WHAT YOU HAVE TO DO -
Which lines in the records below include the word "Some"? Report each of them in full.

** MATERIAL SUPPLIED follows **

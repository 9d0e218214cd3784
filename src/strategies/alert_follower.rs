//! Alert-follower strategy: turn fresh high-severity analytic alerts into
//! alpha signals, with a per-market cooldown.

use async_trait::async_trait;
use chrono::{DateTime, Utc};
use std::collections::HashMap;
use std::sync::Arc;
use std::time::Duration;
use tokio::sync::Mutex;
use tracing::{debug, warn};

use super::{BoundedIdSet, Strategy};
use crate::analytics::{with_retry, AlertRow, AnalyticsClient};
use crate::clock::Clock;
use crate::marketdata::TobCache;
use crate::models::{AlphaAction, AlphaSignal, Fund, Signal, Urgency};
use crate::queue::SignalQueue;
use crate::registry::FundMetrics;
use crate::scheduler::SkewMonitor;

/// Alerts older than this are dead on arrival.
const MAX_ALERT_AGE: chrono::Duration = chrono::Duration::seconds(300);
const PROCESSED_CAPACITY: usize = 1_000;

const FOLLOWED_ALERT_TYPES: [&str; 3] =
    ["INSIDER_DETECTED", "UNUSUAL_ACTIVITY", "SMART_MONEY_ENTRY"];

const DEFAULT_CONFIDENCE: f64 = 0.6;
const DEFAULT_STRENGTH: f64 = 0.5;

struct AlertState {
    processed: BoundedIdSet,
    last_signal_at: HashMap<String, DateTime<Utc>>,
    last_poll: DateTime<Utc>,
    skew_generation: u64,
}

pub struct AlertFollowerStrategy {
    fund: Arc<Fund>,
    queue: Arc<SignalQueue>,
    analytics: Arc<dyn AnalyticsClient>,
    tob: Arc<TobCache>,
    clock: Arc<dyn Clock>,
    metrics: Arc<FundMetrics>,
    skew: Arc<SkewMonitor>,
    poll_interval: Duration,
    state: Mutex<AlertState>,
}

impl AlertFollowerStrategy {
    #[allow(clippy::too_many_arguments)]
    pub fn new(
        fund: Arc<Fund>,
        queue: Arc<SignalQueue>,
        analytics: Arc<dyn AnalyticsClient>,
        tob: Arc<TobCache>,
        clock: Arc<dyn Clock>,
        metrics: Arc<FundMetrics>,
        skew: Arc<SkewMonitor>,
    ) -> Self {
        let now = clock.now_utc();
        Self {
            fund,
            queue,
            analytics,
            tob,
            clock,
            metrics,
            skew,
            poll_interval: Duration::from_secs(5),
            state: Mutex::new(AlertState {
                processed: BoundedIdSet::new(PROCESSED_CAPACITY),
                last_signal_at: HashMap::new(),
                last_poll: now - MAX_ALERT_AGE,
                skew_generation: 0,
            }),
        }
    }

    /// Build an alpha signal from an alert, or explain why not.
    fn convert(&self, alert: &AlertRow, now: DateTime<Utc>) -> Option<AlphaSignal> {
        let metadata: serde_json::Value = match serde_json::from_str(&alert.metadata) {
            Ok(value) => value,
            Err(e) => {
                warn!(alert = %alert.id, error = %e, "alert metadata is not valid JSON");
                return None;
            }
        };

        let Some(token_id) = metadata.get("token_id").and_then(|v| v.as_str()) else {
            warn!(alert = %alert.id, "alert metadata missing token_id");
            return None;
        };

        // Explicit direction wins; otherwise entries buy and exits sell.
        let action = match metadata.get("direction").and_then(|v| v.as_str()) {
            Some(d) if d.eq_ignore_ascii_case("SELL") => AlphaAction::Sell,
            Some(_) => AlphaAction::Buy,
            None if alert.alert_type.contains("EXIT") => AlphaAction::Sell,
            None => AlphaAction::Buy,
        };

        let confidence = metadata
            .get("confidence")
            .and_then(|v| v.as_f64())
            .unwrap_or(DEFAULT_CONFIDENCE)
            .clamp(0.0, 1.0);
        let strength = metadata
            .get("strength")
            .and_then(|v| v.as_f64())
            .unwrap_or(DEFAULT_STRENGTH)
            .max(0.0);
        let suggested_notional = metadata.get("suggested_notional").and_then(|v| v.as_f64());
        let outcome = metadata
            .get("outcome")
            .and_then(|v| v.as_str())
            .unwrap_or("Yes")
            .to_string();

        // Reference price: alert metadata first, live quote as fallback.
        let price = metadata
            .get("price")
            .and_then(|v| v.as_f64())
            .filter(|p| *p > 0.0 && *p < 1.0)
            .or_else(|| {
                self.tob
                    .get_fresh(token_id, now)
                    .and_then(|tob| tob.mid())
            });
        let Some(price) = price else {
            warn!(alert = %alert.id, token_id, "no reference price for alert, skipping");
            return None;
        };

        Some(AlphaSignal {
            id: format!("alert:{}", alert.id),
            source: format!("alert:{}", alert.alert_type),
            action,
            market_slug: alert.market_slug.clone(),
            token_id: token_id.to_string(),
            outcome,
            confidence,
            strength,
            urgency: Urgency::from_severity(&alert.severity),
            price,
            suggested_notional,
            suggested_fraction: None,
            reason: alert.title.clone(),
            metadata: metadata
                .as_object()
                .map(|m| m.clone().into_iter().collect())
                .unwrap_or_default(),
            detected_at: now,
            expires_at: alert.expires_at.unwrap_or(alert.created_at + MAX_ALERT_AGE),
        })
    }
}

#[async_trait]
impl Strategy for AlertFollowerStrategy {
    fn fund_id(&self) -> &str {
        &self.fund.id
    }

    fn poll_interval(&self) -> Duration {
        self.poll_interval
    }

    async fn poll(&self) {
        let now = self.clock.now_utc();
        let mut state = self.state.lock().await;

        let generation = self.skew.generation();
        if generation != state.skew_generation {
            state.skew_generation = generation;
            state.last_poll = now - MAX_ALERT_AGE;
        }

        let from = state.last_poll;
        let analytics = self.analytics.clone();
        let alerts = with_retry("active_alerts", || {
            let analytics = analytics.clone();
            async move { analytics.active_alerts(&FOLLOWED_ALERT_TYPES, from, now).await }
        })
        .await;

        let alerts = match alerts {
            Ok(alerts) => alerts,
            Err(_) => {
                FundMetrics::incr(&self.metrics.polls_failed);
                return;
            }
        };

        for alert in &alerts {
            if state.processed.contains(&alert.id) {
                continue;
            }

            let age = now.signed_duration_since(alert.created_at);
            let expired = alert.expires_at.map(|e| e < now).unwrap_or(false);
            if age > MAX_ALERT_AGE || expired {
                state.processed.insert(&alert.id);
                debug!(alert = %alert.id, "alert too old, skipping");
                continue;
            }

            // Cooldown skips do NOT mark processed: the alert gets another
            // look next tick if the market frees up within its lifetime.
            if let Some(last) = state.last_signal_at.get(&alert.market_slug) {
                let elapsed = now.signed_duration_since(*last);
                if elapsed
                    < chrono::Duration::from_std(self.fund.params.cooldown)
                        .unwrap_or_else(|_| chrono::Duration::seconds(60))
                {
                    debug!(alert = %alert.id, market = %alert.market_slug, "market on cooldown");
                    continue;
                }
            }

            if let Some(signal) = self.convert(alert, now) {
                let market = signal.market_slug.clone();
                if self.queue.enqueue(Signal::Alpha(signal), now) {
                    FundMetrics::incr(&self.metrics.signals_emitted);
                    state.last_signal_at.insert(market, now);
                }
            }
            state.processed.insert(&alert.id);
        }

        state.last_poll = now;
    }
}

#[cfg(test)]
mod tests {
    use super::*;
    use crate::analytics::SqliteAnalyticsStore;
    use crate::models::{ExecutionMode, FundCategory, RiskLimits, StrategyParams};
    use chrono::TimeZone;
    use std::sync::atomic::AtomicBool;

    fn t0() -> DateTime<Utc> {
        Utc.with_ymd_and_hms(2025, 6, 1, 12, 0, 0).unwrap()
    }

    fn alert_fund() -> Arc<Fund> {
        Arc::new(Fund {
            id: "ALPHA-INSIDER".into(),
            category: FundCategory::Active,
            capital_usd: 10_000.0,
            max_position_pct: 0.10,
            min_trade_usd: 5.0,
            signal_delay: Duration::from_secs(2),
            max_slippage: 0.02,
            execution_mode: ExecutionMode::LimitOnly,
            risk: RiskLimits {
                max_daily_loss_usd: 500.0,
                max_drawdown_pct: 0.2,
                max_open_positions: 10,
                max_market_exposure_usd: 1_000.0,
                kill_switch: Arc::new(AtomicBool::new(false)),
            },
            params: StrategyParams::default(),
            started_at: t0(),
        })
    }

    fn alert(id: &str, market: &str, created_at: DateTime<Utc>) -> AlertRow {
        AlertRow {
            id: id.to_string(),
            alert_type: "INSIDER_DETECTED".into(),
            severity: "HIGH".into(),
            source: "scanner".into(),
            username: None,
            market_slug: market.to_string(),
            title: "insider flow".into(),
            message: "unusual size from tracked wallet".into(),
            metadata: serde_json::json!({
                "token_id": "tok-yes",
                "direction": "BUY",
                "confidence": 0.8,
                "price": 0.45,
            })
            .to_string(),
            created_at,
            expires_at: Some(created_at + chrono::Duration::minutes(10)),
            status: "ACTIVE".into(),
        }
    }

    async fn setup() -> (
        AlertFollowerStrategy,
        Arc<SignalQueue>,
        Arc<SqliteAnalyticsStore>,
        Arc<crate::clock::ManualClock>,
    ) {
        let store = Arc::new(SqliteAnalyticsStore::in_memory().unwrap());
        let clock = Arc::new(crate::clock::ManualClock::new(t0()));
        let fund = alert_fund();
        let queue = Arc::new(SignalQueue::new(fund.id.clone(), fund.signal_delay));
        let strategy = AlertFollowerStrategy::new(
            fund,
            queue.clone(),
            store.clone(),
            Arc::new(TobCache::new()),
            clock.clone(),
            Arc::new(FundMetrics::default()),
            SkewMonitor::new(clock.clone()),
        );
        (strategy, queue, store, clock)
    }

    #[tokio::test]
    async fn alert_converts_to_alpha_signal() {
        let (strategy, queue, store, clock) = setup().await;
        store.insert_alert(&alert("A1", "m", t0())).await.unwrap();

        clock.advance(chrono::Duration::seconds(1));
        strategy.poll().await;

        assert_eq!(queue.len(), 1);
        let due = queue.drain_due(clock.now_utc() + chrono::Duration::seconds(5));
        let Signal::Alpha(signal) = &due[0].signal else {
            panic!("expected alpha signal");
        };
        assert_eq!(signal.action, AlphaAction::Buy);
        assert_eq!(signal.urgency, Urgency::High);
        assert!((signal.confidence - 0.8).abs() < 1e-9);
        assert!((signal.price - 0.45).abs() < 1e-9);
    }

    #[tokio::test]
    async fn cooldown_blocks_second_alert_until_elapsed() {
        let (strategy, queue, store, clock) = setup().await;
        store.insert_alert(&alert("A1", "m", t0())).await.unwrap();

        clock.advance(chrono::Duration::seconds(1));
        strategy.poll().await;
        assert_eq!(queue.len(), 1);

        // A2 lands 30 s later on the same market: cooldown (60 s) blocks it.
        store
            .insert_alert(&alert("A2", "m", t0() + chrono::Duration::seconds(30)))
            .await
            .unwrap();
        clock.advance(chrono::Duration::seconds(30));
        strategy.poll().await;
        assert_eq!(queue.len(), 1);

        // A3 at +70 s clears the cooldown.
        store
            .insert_alert(&alert("A3", "m", t0() + chrono::Duration::seconds(70)))
            .await
            .unwrap();
        clock.advance(chrono::Duration::seconds(40));
        strategy.poll().await;
        assert_eq!(queue.len(), 2);
    }

    #[tokio::test]
    async fn stale_alert_marked_processed_and_skipped() {
        let (strategy, queue, store, clock) = setup().await;
        // Created six minutes before now: older than the 300 s window.
        store
            .insert_alert(&alert("OLD", "m", t0() - chrono::Duration::seconds(360)))
            .await
            .unwrap();

        // Widen the poll window to catch the old row.
        strategy.state.lock().await.last_poll = t0() - chrono::Duration::seconds(600);
        clock.advance(chrono::Duration::seconds(1));
        strategy.poll().await;

        assert_eq!(queue.len(), 0);
        assert!(strategy.state.lock().await.processed.contains("OLD"));
    }

    #[tokio::test]
    async fn missing_token_id_is_skipped_but_processed() {
        let (strategy, queue, store, clock) = setup().await;
        let mut bad = alert("BAD", "m", t0());
        bad.metadata = serde_json::json!({ "confidence": 0.9 }).to_string();
        store.insert_alert(&bad).await.unwrap();

        clock.advance(chrono::Duration::seconds(1));
        strategy.poll().await;

        assert_eq!(queue.len(), 0);
        assert!(strategy.state.lock().await.processed.contains("BAD"));
    }
}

** End of MATERIAL SUPPLIED **

RESPONSE TO THIS TASK -
        let Some(token_id) = metadata.get("token_id").and_then(|v| v.as_str()) else {
            Some(d) if d.eq_ignore_ascii_case("SELL") => AlphaAction::Sell,
            Some(_) => AlphaAction::Buy,
        let Some(price) = price else {
        Some(AlphaSignal {
            if let Some(last) = state.last_signal_at.get(&alert.market_slug) {
            if let Some(signal) = self.convert(alert, now) {
            expires_at: Some(created_at + chrono::Duration::minutes(10)),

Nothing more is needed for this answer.